Wednesday, December 13, 2006

Obama calls for payments to sick Cold War nuclear weapons workers

By DON BABWIN - AP


NAPERVILLE, Ill. - Sen. Barack Obama testified Tuesday that a program to compensate Cold War-era nuclear weapons workers who become ill unfairly excludes many people and moves so slowly that others die before they're paid.

Speaking to the federal Advisory Board on Radiation and Worker Health, the Illinois Democrat said too many obstacles have been placed before those now-elderly workers _ or their survivors _ who deserve to be included in the Energy Employees Occupational Illness Compensation Act passed by Congress in 2000.





Eligibility requirements include proof of years of employment, the kind of work they did and the radiation to which they were exposed, he said.

"Unfortunately, much of this evidence is extremely difficult to obtain decades after the fact," he told the panel.

Obama said he and other elected officials have often gotten little response to requests for information about how the program is being implemented.

"If a United States senator cannot get timely answers to reasonable questions, I'm hard pressed to imagine how a 70-year-old retired worker with cancer is going to obtain the information he needs to effectively present his claims," he said.

Obama specifically spoke about four plants in Illinois where former workers or their families have filed claims: Blockson Chemical in Joliet, Allied Chemical in Metropolis, Dow Chemical in Madison and General Steel Industries in Granite City. More than 3,500 claims have been filed by workers at those plants and 13 other sites around the state, Obama said.

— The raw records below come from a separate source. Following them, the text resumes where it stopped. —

//! Bet ledger: accepts, stores, and drains bets for open rounds.
//!
//! `place` is safe to call concurrently from many players against the same
//! round. `drain` flips the round's open flag under the same lock that
//! guards the bet list, so it is the hard cutover: once a drain begins, any
//! concurrent `place` for that round is rejected even if the wall-clock lock
//! time has not technically elapsed.

use crate::errors::PlaceError;
use crate::games::types::{Bet, RoundId};
use dashmap::DashMap;
use std::sync::atomic::{AtomicBool, Ordering};
use std::sync::{Arc, Mutex};

struct RoundBook {
    /// Fast-path gate; authoritative rejection happens under the bets lock.
    open: AtomicBool,
    bets: Mutex<Vec<Bet>>,
}

impl RoundBook {
    fn new() -> Self {
        Self {
            open: AtomicBool::new(true),
            bets: Mutex::new(Vec::new()),
        }
    }
}

/// Append-only bet storage for one game instance, keyed by round.
pub struct BetLedger {
    books: DashMap<RoundId, Arc<RoundBook>>,
    max_bets_per_player: u32,
}

impl BetLedger {
    pub fn new(max_bets_per_player: u32) -> Self {
        Self {
            books: DashMap::new(),
            max_bets_per_player,
        }
    }

    /// Open a book for a new round. Called once per round by the scheduler.
    pub fn open_round(&self, round_id: RoundId) {
        self.books.insert(round_id, Arc::new(RoundBook::new()));
    }

    /// Record a bet against an open round.
    pub fn place(&self, bet: Bet) -> Result<(), PlaceError> {
        let book = self
            .books
            .get(&bet.round_id)
            .map(|entry| Arc::clone(entry.value()))
            .ok_or(PlaceError::RoundNotOpen)?;

        if !book.open.load(Ordering::Acquire) {
            return Err(PlaceError::RoundNotOpen);
        }

        let mut bets = book.bets.lock().unwrap_or_else(|poisoned| poisoned.into_inner());
        // Re-check under the lock: a drain may have begun since the fast
        // path.
        if !book.open.load(Ordering::Acquire) {
            return Err(PlaceError::RoundNotOpen);
        }

        let player_bets = bets.iter().filter(|b| b.player_id == bet.player_id).count();
        if player_bets >= self.max_bets_per_player as usize {
            return Err(PlaceError::InvalidBet(format!(
                "player already holds {} bets this round",
                player_bets
            )));
        }

        bets.push(bet);
        Ok(())
    }

    /// Close the round's book and take all its bets.
    ///
    /// This is the single point at which "this round's bets are final" is
    /// established; the scheduler calls it exactly once per round.
    pub fn drain(&self, round_id: RoundId) -> Vec<Bet> {
        let Some(book) = self.books.get(&round_id).map(|entry| Arc::clone(entry.value())) else {
            return Vec::new();
        };

        let drained = {
            let mut bets = book.bets.lock().unwrap_or_else(|poisoned| poisoned.into_inner());
            book.open.store(false, Ordering::Release);
            std::mem::take(&mut *bets)
        };

        self.books.remove(&round_id);
        drained
    }

    /// Number of bets currently held for a round.
    pub fn bet_count(&self, round_id: RoundId) -> usize {
        self.books
            .get(&round_id)
            .map(|book| {
                book.bets
                    .lock()
                    .unwrap_or_else(|poisoned| poisoned.into_inner())
                    .len()
            })
            .unwrap_or(0)
    }
}

#[cfg(test)]
mod tests {
    use super::*;
    use crate::games::types::BetSelection;
    use chrono::Utc;
    use uuid::Uuid;

    fn bet(player: &str, round_id: RoundId) -> Bet {
        Bet {
            id: Uuid::new_v4(),
            player_id: player.to_string(),
            game_id: "lottery-30s".to_string(),
            round_id,
            selection: BetSelection::Number { number: 7 },
            stake: 100,
            quantity: 1,
            placed_at: Utc::now(),
        }
    }

    #[test]
    fn test_place_and_drain() {
        let ledger = BetLedger::new(20);
        ledger.open_round(1);

        assert!(ledger.place(bet("p1", 1)).is_ok());
        assert!(ledger.place(bet("p2", 1)).is_ok());
        assert_eq!(ledger.bet_count(1), 2);

        let drained = ledger.drain(1);
        assert_eq!(drained.len(), 2);
        assert_eq!(ledger.bet_count(1), 0);
    }

    #[test]
    fn test_place_after_drain_rejected() {
        let ledger = BetLedger::new(20);
        ledger.open_round(1);
        ledger.drain(1);

        assert_eq!(ledger.place(bet("p1", 1)), Err(PlaceError::RoundNotOpen));
    }

    #[test]
    fn test_place_unknown_round_rejected() {
        let ledger = BetLedger::new(20);
        assert_eq!(ledger.place(bet("p1", 9)), Err(PlaceError::RoundNotOpen));
    }

    #[test]
    fn test_per_player_cap() {
        let ledger = BetLedger::new(2);
        ledger.open_round(1);

        assert!(ledger.place(bet("p1", 1)).is_ok());
        assert!(ledger.place(bet("p1", 1)).is_ok());
        let err = ledger.place(bet("p1", 1)).unwrap_err();
        assert_eq!(err.code(), "INVALID_BET_KIND");
        // Other players are unaffected by p1's cap.
        assert!(ledger.place(bet("p2", 1)).is_ok());
    }

    #[test]
    fn test_drain_twice_yields_nothing() {
        let ledger = BetLedger::new(20);
        ledger.open_round(1);
        ledger.place(bet("p1", 1)).unwrap();

        assert_eq!(ledger.drain(1).len(), 1);
        assert!(ledger.drain(1).is_empty());
    }

    #[test]
    fn test_concurrent_placement() {
        let ledger = Arc::new(BetLedger::new(1000));
        ledger.open_round(1);

        let mut handles = Vec::new();
        for t in 0..8 {
            let ledger = Arc::clone(&ledger);
            handles.push(std::thread::spawn(move || {
                let mut accepted = 0;
                for _ in 0..50 {
                    if ledger.place(bet(&format!("p{}", t), 1)).is_ok() {
                        accepted += 1;
                    }
                }
                accepted
            }));
        }

        let total: usize = handles.into_iter().map(|h| h.join().unwrap()).sum();
        assert_eq!(total, 400);
        assert_eq!(ledger.drain(1).len(), 400);
    }
}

His complaints echoed those of elected officials and former workers at other plants around the country who say the process to receive the $150,000 and medical benefits the program provides are too cumbersome and time consuming.

At issue Tuesday was whether the panel would recommend to the U.S. Department of Health and Human Services add workers at Blockson Chemical and Allied Chemical to a special "exposure cohort," which entitles workers at specific plants in the Cold War era to automatically receive compensation if they worked there for at least 250 days and developed at least one of 22 kinds of cancer.

The panel recommended the designation for workers at Allied Chemical _ it now goes to Health and Human Services Secretary Mike Leavitt for a final decision _ and followed Obama's recommendation to delay the Blockson recommendation to conduct more research into how NIOSH reached its conclusion about the plant.

Survivors of those who worked at the plant said they don't understand the resistance to their efforts.

"If uranium causes cancer and (plant officials) were aware of that and they sent those men in there, who has responsibility for that?" Cheryl Cottrell, who told Obama how her father, a Blockson employee, died in 1972 of lymphoma at age 46.

And Harry Burkhart, whose father, a former Blockson worker who died of lung cancer in 1995 at 72, said the federal government is compounding the damage already done by dragging its feet and denying claims as they did his father's.

"These poor people were violated by the government and now they're being violated by the government again," he said.

Obama said the workers, whom he called "brave Americans" for the dangerous work they did for their country, deserve better.

"What we don't want to see is the federal government just waiting folks out and that's something I think is a great source of frustration," he told the relatives before addressing the panel.